Work out how many lines in the data below contain the string "SessionId", and reply with that figure alone.

------------------------

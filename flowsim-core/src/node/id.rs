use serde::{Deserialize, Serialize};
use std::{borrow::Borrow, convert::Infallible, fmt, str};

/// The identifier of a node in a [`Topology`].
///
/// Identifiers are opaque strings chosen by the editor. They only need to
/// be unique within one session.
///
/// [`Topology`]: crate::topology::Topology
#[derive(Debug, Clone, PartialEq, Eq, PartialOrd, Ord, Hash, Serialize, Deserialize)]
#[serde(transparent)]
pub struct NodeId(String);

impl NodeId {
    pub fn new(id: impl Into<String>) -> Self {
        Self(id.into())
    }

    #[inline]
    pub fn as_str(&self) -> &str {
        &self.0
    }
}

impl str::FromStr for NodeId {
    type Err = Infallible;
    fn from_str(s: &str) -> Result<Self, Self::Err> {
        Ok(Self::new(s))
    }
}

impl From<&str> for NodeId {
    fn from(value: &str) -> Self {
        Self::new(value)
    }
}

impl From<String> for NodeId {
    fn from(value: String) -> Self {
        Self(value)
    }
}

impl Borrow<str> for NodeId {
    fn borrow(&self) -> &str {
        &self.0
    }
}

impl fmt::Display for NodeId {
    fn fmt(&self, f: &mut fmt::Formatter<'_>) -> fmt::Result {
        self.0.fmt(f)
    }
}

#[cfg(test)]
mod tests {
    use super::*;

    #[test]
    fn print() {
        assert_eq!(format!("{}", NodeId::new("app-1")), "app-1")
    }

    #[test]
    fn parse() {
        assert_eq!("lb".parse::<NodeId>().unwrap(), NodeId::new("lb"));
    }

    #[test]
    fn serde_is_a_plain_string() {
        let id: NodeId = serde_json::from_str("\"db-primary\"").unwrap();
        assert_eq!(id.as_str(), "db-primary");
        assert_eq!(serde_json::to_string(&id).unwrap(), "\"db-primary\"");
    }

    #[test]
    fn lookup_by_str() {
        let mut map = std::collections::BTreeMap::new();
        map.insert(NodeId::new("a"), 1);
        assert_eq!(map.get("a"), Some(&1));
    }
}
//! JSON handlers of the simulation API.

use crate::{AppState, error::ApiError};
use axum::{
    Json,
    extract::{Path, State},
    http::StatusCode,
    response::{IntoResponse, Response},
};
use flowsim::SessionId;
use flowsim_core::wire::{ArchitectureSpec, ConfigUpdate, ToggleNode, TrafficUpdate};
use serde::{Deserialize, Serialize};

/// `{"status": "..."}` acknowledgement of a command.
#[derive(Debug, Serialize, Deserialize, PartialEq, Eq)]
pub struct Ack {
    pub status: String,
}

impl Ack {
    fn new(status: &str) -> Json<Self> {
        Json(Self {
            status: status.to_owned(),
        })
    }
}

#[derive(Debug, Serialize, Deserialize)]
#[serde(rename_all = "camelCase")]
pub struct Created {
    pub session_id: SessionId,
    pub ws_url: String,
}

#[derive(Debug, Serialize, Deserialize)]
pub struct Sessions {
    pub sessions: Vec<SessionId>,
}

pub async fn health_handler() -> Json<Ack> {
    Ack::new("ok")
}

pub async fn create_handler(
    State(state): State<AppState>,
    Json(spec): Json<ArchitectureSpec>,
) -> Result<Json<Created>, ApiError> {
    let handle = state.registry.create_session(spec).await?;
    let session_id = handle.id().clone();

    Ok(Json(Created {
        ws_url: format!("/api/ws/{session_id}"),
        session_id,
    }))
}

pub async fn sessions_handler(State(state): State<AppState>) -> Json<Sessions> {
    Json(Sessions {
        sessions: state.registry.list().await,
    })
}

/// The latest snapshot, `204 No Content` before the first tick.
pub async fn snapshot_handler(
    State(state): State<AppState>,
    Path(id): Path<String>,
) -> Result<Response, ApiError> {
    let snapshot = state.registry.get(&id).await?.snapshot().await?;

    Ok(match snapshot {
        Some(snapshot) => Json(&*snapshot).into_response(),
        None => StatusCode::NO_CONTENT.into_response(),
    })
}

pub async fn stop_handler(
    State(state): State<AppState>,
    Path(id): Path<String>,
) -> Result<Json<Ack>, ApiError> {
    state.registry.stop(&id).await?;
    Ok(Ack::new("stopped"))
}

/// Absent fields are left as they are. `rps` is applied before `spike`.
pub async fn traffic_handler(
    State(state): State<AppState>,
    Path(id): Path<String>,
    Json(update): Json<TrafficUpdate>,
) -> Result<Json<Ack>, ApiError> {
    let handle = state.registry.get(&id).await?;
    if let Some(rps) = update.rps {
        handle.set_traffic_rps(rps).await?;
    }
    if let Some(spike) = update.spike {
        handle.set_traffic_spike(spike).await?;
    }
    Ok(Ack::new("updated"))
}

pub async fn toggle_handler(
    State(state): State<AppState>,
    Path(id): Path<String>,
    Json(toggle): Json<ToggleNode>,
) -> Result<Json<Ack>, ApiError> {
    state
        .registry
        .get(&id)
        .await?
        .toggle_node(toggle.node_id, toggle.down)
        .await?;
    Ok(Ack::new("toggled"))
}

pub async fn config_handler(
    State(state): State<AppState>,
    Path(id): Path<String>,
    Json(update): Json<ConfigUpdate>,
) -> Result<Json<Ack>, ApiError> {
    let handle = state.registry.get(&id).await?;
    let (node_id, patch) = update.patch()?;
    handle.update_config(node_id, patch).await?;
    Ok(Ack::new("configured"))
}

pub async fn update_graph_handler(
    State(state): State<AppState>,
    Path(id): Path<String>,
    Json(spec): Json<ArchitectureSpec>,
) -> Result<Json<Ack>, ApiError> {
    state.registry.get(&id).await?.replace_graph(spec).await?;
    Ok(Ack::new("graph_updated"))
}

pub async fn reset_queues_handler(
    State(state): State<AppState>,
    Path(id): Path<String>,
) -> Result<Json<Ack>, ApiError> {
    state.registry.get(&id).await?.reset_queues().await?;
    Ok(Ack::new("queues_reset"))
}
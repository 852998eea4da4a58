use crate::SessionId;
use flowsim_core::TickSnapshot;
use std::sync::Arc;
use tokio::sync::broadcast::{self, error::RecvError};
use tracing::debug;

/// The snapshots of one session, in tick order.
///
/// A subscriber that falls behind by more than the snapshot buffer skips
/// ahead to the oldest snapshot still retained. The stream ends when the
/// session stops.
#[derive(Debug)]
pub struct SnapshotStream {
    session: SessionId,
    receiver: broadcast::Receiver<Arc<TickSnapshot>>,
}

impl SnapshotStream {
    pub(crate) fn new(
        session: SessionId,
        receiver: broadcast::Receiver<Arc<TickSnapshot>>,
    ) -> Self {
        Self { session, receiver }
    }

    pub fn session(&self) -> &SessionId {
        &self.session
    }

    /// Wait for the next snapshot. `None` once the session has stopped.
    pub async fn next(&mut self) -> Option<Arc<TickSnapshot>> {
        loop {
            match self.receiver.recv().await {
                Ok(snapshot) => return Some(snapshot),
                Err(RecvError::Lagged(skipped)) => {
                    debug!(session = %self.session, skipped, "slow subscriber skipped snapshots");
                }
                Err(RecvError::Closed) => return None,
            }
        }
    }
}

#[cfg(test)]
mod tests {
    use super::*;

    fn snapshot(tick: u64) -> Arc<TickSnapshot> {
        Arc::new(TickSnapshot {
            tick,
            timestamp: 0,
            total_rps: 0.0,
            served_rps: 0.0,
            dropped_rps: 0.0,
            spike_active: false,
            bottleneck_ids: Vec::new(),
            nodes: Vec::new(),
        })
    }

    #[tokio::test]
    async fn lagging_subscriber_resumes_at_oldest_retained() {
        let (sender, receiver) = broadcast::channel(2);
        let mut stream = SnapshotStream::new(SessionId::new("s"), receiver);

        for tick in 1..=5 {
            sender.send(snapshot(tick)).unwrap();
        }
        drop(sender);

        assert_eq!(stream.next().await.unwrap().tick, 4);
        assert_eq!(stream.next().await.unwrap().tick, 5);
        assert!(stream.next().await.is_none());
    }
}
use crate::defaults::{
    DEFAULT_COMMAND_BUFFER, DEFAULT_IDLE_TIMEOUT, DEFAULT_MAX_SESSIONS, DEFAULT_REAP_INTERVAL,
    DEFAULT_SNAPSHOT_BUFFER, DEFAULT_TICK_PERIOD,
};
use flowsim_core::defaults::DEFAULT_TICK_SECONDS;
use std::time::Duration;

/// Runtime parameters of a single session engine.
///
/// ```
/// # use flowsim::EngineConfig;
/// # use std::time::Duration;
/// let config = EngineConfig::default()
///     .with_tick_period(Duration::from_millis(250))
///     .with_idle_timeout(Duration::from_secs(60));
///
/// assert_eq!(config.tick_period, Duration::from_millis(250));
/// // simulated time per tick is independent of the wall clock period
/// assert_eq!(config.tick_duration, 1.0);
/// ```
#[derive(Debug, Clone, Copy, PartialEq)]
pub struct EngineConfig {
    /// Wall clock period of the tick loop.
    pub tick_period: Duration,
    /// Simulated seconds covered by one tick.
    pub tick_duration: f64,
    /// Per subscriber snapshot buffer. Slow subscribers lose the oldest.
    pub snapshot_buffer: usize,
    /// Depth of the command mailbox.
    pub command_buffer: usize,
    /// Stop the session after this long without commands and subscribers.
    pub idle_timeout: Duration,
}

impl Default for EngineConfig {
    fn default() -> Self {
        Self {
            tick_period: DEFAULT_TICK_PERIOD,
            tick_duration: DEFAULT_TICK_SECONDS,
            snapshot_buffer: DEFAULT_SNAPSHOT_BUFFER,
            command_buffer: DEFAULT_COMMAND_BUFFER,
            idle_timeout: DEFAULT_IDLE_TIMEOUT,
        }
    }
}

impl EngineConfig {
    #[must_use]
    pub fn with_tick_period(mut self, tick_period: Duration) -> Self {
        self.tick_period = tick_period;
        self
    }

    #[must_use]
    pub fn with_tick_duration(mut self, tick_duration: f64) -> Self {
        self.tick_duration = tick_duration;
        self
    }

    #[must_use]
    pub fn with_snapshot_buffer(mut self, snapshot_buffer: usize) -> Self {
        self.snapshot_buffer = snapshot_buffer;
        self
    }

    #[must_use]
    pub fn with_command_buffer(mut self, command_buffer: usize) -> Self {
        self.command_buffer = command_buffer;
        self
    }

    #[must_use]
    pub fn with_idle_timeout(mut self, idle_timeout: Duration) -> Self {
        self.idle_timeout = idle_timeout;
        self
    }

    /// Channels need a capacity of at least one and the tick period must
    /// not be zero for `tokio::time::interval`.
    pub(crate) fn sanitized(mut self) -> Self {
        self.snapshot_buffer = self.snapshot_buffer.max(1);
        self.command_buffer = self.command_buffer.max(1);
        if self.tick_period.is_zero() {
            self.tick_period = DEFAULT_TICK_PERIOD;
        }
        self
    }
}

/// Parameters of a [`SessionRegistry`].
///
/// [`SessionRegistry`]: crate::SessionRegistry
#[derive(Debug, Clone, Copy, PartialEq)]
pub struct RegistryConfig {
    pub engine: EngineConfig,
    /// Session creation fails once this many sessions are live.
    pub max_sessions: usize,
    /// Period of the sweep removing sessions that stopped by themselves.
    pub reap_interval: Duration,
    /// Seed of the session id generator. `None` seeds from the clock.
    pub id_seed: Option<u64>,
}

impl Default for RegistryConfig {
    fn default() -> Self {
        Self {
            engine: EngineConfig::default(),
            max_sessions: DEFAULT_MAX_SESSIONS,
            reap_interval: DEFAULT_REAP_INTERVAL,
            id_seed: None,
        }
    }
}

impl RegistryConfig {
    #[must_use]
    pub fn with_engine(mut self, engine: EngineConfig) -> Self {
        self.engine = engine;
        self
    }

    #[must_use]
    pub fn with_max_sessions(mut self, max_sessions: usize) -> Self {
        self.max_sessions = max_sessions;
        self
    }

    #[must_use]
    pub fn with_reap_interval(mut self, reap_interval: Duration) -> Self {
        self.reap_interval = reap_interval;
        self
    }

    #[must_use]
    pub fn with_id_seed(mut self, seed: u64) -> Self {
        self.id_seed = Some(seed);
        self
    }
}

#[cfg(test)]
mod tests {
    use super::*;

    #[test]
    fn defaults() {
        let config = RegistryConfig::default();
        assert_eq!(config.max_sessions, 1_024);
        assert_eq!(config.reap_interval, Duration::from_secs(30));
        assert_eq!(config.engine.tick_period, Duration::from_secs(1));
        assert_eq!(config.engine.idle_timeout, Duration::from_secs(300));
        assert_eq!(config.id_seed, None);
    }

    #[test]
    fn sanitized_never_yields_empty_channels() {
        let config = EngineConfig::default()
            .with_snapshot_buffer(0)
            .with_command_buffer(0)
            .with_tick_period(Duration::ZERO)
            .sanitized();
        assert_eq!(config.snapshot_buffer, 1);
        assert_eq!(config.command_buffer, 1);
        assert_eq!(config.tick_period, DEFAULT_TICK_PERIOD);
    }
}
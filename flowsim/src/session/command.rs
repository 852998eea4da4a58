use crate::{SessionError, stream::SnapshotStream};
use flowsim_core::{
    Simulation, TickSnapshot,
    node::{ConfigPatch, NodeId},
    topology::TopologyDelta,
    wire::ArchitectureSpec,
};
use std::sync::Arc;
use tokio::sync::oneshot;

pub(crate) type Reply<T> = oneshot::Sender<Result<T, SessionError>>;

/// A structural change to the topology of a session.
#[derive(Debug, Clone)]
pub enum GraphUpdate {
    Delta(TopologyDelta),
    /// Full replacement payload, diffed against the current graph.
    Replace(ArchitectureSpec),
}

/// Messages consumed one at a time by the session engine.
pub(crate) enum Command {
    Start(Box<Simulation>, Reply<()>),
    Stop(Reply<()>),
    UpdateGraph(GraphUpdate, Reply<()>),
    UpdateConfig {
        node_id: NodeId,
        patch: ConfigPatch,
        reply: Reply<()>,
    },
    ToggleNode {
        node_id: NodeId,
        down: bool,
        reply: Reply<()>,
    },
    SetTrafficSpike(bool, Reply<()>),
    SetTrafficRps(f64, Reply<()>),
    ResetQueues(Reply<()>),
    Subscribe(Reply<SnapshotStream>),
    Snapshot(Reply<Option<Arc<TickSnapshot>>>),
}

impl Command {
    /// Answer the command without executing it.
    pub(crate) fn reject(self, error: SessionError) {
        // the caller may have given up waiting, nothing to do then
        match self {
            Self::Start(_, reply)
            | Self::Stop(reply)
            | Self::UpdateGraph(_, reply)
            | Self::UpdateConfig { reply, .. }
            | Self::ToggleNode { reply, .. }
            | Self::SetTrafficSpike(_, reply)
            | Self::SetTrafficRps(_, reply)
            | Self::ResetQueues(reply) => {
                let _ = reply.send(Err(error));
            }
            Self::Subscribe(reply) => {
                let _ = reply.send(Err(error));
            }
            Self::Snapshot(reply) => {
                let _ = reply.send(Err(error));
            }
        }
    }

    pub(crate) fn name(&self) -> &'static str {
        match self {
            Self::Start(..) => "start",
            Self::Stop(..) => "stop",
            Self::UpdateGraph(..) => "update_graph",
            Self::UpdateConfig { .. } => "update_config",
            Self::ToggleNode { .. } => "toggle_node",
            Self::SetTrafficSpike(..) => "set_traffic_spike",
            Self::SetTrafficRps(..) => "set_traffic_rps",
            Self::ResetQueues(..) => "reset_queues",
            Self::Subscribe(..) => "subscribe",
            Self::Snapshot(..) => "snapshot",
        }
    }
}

------------------------

**SOLUTION**
8